Ve kad mekerellezîne min kablihim fe lillâhil mekru cemîâ yalemu mâ teksibu kullu nefs ve se yalemul kuffâru li men ukbed dâr

ve kad meker : oldu, hile, tuzak, çare, karanlık
ellezîne min kabli-him : onlardan önceki kimseler
fe li Allâh el mekr : Allah, hile, karanlık, çare,
cemian : hepsi, bütün,
Yalemu : ilmin sahibi, bilir, ilmiyle var eden,
mâ teksibu : kazandığı şey, mesleği, edindiği,
kullu nefsin : bütün herkes, nefs, kişi, kendi,
ve se yalemu : yakında bilecek, belki bilirler,
el kefer : hakikatleri görmemezlikten gelen, örten,
Li men ukbe : kim, son, sonsuzluk, baki olan,
ed dâri : nöbet, koruma, gözetleme, yurd, ev

 

42- Onlardan önceki kimseler de çare aradılar. Bütün çareler Allah’tadır. Bütün herkesin yaptığı mesleklerdeki ilmin sahibi O’dur.

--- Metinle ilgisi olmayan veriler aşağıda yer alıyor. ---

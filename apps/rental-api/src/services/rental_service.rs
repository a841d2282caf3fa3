//! # Rental Engine
//!
//! Creates rentals and walks them through their lifecycle.
//!
//! ```text
//!            create
//!              │
//!              ▼
//!  pending ─► confirmed ──pickup──► active ──return/complete──► completed
//!     │           │                              ▲
//!     │           └──────────return/complete─────┘
//!     └───cancel──┴──cancel──► cancelled
//! ```
//!
//! Every write goes through one repository call that runs in a single
//! transaction with the item, so `items.status` never drifts from the
//! rental rows. This service adds the parts the database cannot know:
//! who is asking, what "today" is, and which price wins.

use chrono::{NaiveDate, Utc};
use serde::Serialize;
use tracing::{debug, info, warn};

use rentwell_core::lifecycle::plan;
use rentwell_core::pricing::{inclusive_days, RentalTerms};
use rentwell_core::validation::{validate_booking_request, validate_id, validate_request_key};
use rentwell_core::{
    Availability, BookingRequest, CoreError, Item, PricingPolicy, Quote, RentalAction,
    RentalDetail, RentalStatus, Transition,
};
use rentwell_db::{Database, NewRental, ReserveOutcome, TransitionOutcome};

use crate::error::{ApiError, ApiResult};

/// Today's date, as the rental rules see it.
pub fn today() -> NaiveDate {
    Utc::now().date_naive()
}

/// A rental that was created, or found by its idempotency key.
#[derive(Debug, Clone, PartialEq, Eq)]
pub struct Created {
    pub id: String,
    pub replayed: bool,
}

/// A rental's status after an action.
#[derive(Debug, Clone, PartialEq, Eq, Serialize)]
#[serde(rename_all = "camelCase")]
pub struct StatusChange {
    pub id: String,
    pub status: RentalStatus,
}

/// The rental engine.
#[derive(Clone)]
pub struct RentalEngine {
    db: Database,
    pricing_policy: PricingPolicy,
}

Hakikatleri görmemezlikten gelip örtenler, sonsuzluk yurdunun kimin olduğunu belki bilirler.

 

-43-

وَيَقُولُ الَّذِينَ كَفَرُواْ لَسْتَ مُرْسَلاً قُلْ كَفَى بِاللّهِ شَهِيدًا بَيْنِي وَبَيْنَكُمْ وَمَنْ عِندَهُ عِلْمُ الْكِتَابِ

Ve yekûlullezîne keferû leste murselâ kul kefâ billâhi şehîden beynî ve beynekum ve men indehu ilmul kitâb

ve yekûlu : derler, diyorlar, söylerler,
ellezine keferu : hakikatleri görmemezlikten gelen, örten,
Leste murselen : sen değilsin, gönderilmiş, hakikatleri gösteren,
Kul kefa bi Allah : de, söyle, kâfi, yeterli, Allah,
şehiden : her yerde her an var olan, hazır olan, has olan
Beyne ve beyne-kum : benimle ve sizin aranızda
ve men inde hu : kim, kimse, onun katında, yanında, ona ait,
alim : alim, bilen, hakikatleri bilen, ilmin sahibi,
el kitab : varlığın kitabı, yazılı olan hakikatler,

 

43- Hakikatleri görmemezlikten gelip örtenler, sen hakikatleri gösteren değilsin, derler. De ki:  Sizinle benim aramda, her an her yerde hazır olan Allah kâfidir ve tüm varlığı bir kitap olarak bilen kimse, O’na ait olan hakikatlere ulaşır.